I believe we all compensate in some way for the holidays we experienced or didn't get to experience as children. What does a brat do when her mother goes out of her way to try and deliver perfection? When she feels that idealistic vision is over the top and unachievable? If she's still years away from understanding why her mother wanted one flawless day to feel better about all the other flaws, she might become me: a person who salvaged her broken childhood ornaments to hang on her own tree, hates most Christmas movies, and routinely doles out gifts wrapped in crumbled paper always cut too short for the box.
I had no use for Christmas when I got together with my now-husband. After dating in college, losing touch, and reconnecting over email, we agreed to hang out two days after Thanksgiving at a bar in downtown Manhattan. The signs were there: The bar he chose was littered with wreaths and lights. Christmas songs played periodically, despite it still being spectacularly early for that nonsense. When I visited his apartment for the first time — weeks before Christmas — I discovered it was decked out with a tree (colored lights), Santa figurines, and a light-up Christmas village that resembled a 19th century gentleman's vision of nirvana.
Few guys I dated in my 20s had it together enough to own a broom and dustpan, so I was impressed. But the part of me that could still sniff out Love Actually-like artificiality worried that this Christmas-obsessed side of my new partner would result in me hiding in closets when it came time to decorate the tree.

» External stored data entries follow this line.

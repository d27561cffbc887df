use serde::{Deserialize, Serialize};
use strum::{Display, EnumString};

/// Lifecycle tag of a conversation, set by the orchestrator and read by tasks.
#[derive(
    Debug, Clone, Copy, Default, PartialEq, Eq, Hash, Serialize, Deserialize, Display, EnumString,
)]
#[serde(rename_all = "SCREAMING_SNAKE_CASE")]
#[strum(serialize_all = "SCREAMING_SNAKE_CASE")]
pub enum ConversationState {
    /// Waiting for the next input.
    #[default]
    Ready,
    /// A turn is being processed.
    InProgress,
    /// The conversation is over; no further turns are processed.
    Ended,
    /// Processing was stopped before all tasks ran.
    ExecutionInterrupted,
    /// A task failed while processing a turn.
    Error,
}

impl ConversationState {
    pub fn is_ended(&self) -> bool {
        matches!(self, Self::Ended)
    }
}

#[cfg(test)]
mod tests {
    use super::*;
    use std::str::FromStr;

    #[test]
    fn test_display_and_parse() {
        assert_eq!(ConversationState::InProgress.to_string(), "IN_PROGRESS");
        assert_eq!(
            ConversationState::from_str("EXECUTION_INTERRUPTED").unwrap(),
            ConversationState::ExecutionInterrupted
        );
        assert!(ConversationState::from_str("bogus").is_err());
    }

    #[test]
    fn test_serde_matches_display() {
        let json = serde_json::to_string(&ConversationState::Ended).unwrap();
        assert_eq!(json, "\"ENDED\"");
    }
}
//! Property domain models.

use serde::{Deserialize, Serialize};
use serde_json::{Map, Value};

/// How long an extracted property is kept.
#[derive(Debug, Clone, Copy, Default, PartialEq, Eq, Hash, Serialize, Deserialize)]
#[serde(rename_all = "camelCase")]
pub enum PropertyScope {
    /// Visible for the current step only.
    Step,
    /// Kept for the lifetime of the conversation.
    #[default]
    Conversation,
    /// Kept across conversations with the same user.
    LongTerm,
}

/// A named value extracted from matched expressions.
#[derive(Debug, Clone, PartialEq, Serialize, Deserialize)]
#[serde(rename_all = "camelCase")]
pub struct Property {
    pub name: String,
    pub value: Value,
    #[serde(default)]
    pub scope: PropertyScope,
}

impl Property {
    pub fn new(name: impl Into<String>, value: impl Into<Value>, scope: PropertyScope) -> Self {
        Self {
            name: name.into(),
            value: value.into(),
            scope,
        }
    }
}

/// A matched expression such as `property(name(ada))`.
#[derive(Debug, Clone, PartialEq, Eq, Serialize, Deserialize)]
#[serde(rename_all = "camelCase")]
pub struct Expression {
    pub name: String,
    #[serde(default, skip_serializing_if = "Vec::is_empty")]
    pub sub_expressions: Vec<Expression>,
}

impl Expression {
    pub fn new(name: impl Into<String>) -> Self {
        Self {
            name: name.into(),
            sub_expressions: Vec::new(),
        }
    }

    pub fn with_sub_expressions(name: impl Into<String>, sub_expressions: Vec<Expression>) -> Self {
        Self {
            name: name.into(),
            sub_expressions,
        }
    }
}

/// Conversation-scoped properties, keyed by name.
///
/// Setting a property with an existing name replaces it.
#[derive(Debug, Clone, Default, PartialEq, Serialize, Deserialize)]
#[serde(transparent)]
pub struct ConversationProperties(Vec<Property>);

impl ConversationProperties {
    pub fn new() -> Self {
        Self::default()
    }

    pub fn set(&mut self, property: Property) {
        match self.0.iter_mut().find(|p| p.name == property.name) {
            Some(existing) => *existing = property,
            None => self.0.push(property),
        }
    }

    pub fn get(&self, name: &str) -> Option<&Property> {
        self.0.iter().find(|p| p.name == name)
    }

    pub fn remove(&mut self, name: &str) -> Option<Property> {
        let index = self.0.iter().position(|p| p.name == name)?;
        Some(self.0.remove(index))
    }

    pub fn iter(&self) -> impl Iterator<Item = &Property> {
        self.0.iter()
    }

    pub fn len(&self) -> usize {
        self.0.len()
    }

    pub fn is_empty(&self) -> bool {
        self.0.is_empty()
    }

    /// Name to value map, in insertion order.
    pub fn to_value_map(&self) -> Map<String, Value> {
        self.0
            .iter()
            .map(|p| (p.name.clone(), p.value.clone()))
            .collect()
    }
}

Not that it mattered. I was already crazy about him. Crazy about the way he meticulously positioned the Hampshire School next to St. Joseph's Chapel in the fake village (where fake people could have access to both). Crazy about the thoughtful gift he gave me on our first Christmas together — a green robe to keep at his place so I could wake up and feel warm. And I was fascinated with how this otherwise stoic man — I can count on one hand the times I've seen him cry in a decade — could lose it touring Christmas lights displays.
If it's true that many of us are working to undo the parts of our childhood that didn't bring us joy, my husband's desire to create an extraordinary holiday experience, even if it feels manufactured at first, checks out. But here's what I've learned: By going along with it, not rolling my eyes, giving into the corny and maudlin aspects of the holiday season, it's impossible not to feel affected by his infectious enthusiasm for fake snow, holiday train shows, and The Pogues' "Fairytale of New York."
It helps to have a partner who meets you halfway when you're the holiday grump. Noticing how uneasy I felt putting nice ornaments on our tree those first few years, my husband came home one day with a smaller, second tree just for me. I transform our wild, feral tree beast into a gorgeous eye sore with ugly, sentimental ornaments from the distant past — a one-eyed lion hung next to my decapitated toy soldier — with, dare I say it, care.
I know he also bought the tree because he has always wanted two Christmas trees. He knows that my affection for old ornaments and colored lights is my version of perfection — no different from my mother's white lights and glass baubles. We don't talk about it; we just feel it. My husband's unwavering commitment to holiday joy, flaws and all, turned me into a person who now owns her own miniature Christmas village businesses. The pizza parlor is next to the pub. Obviously.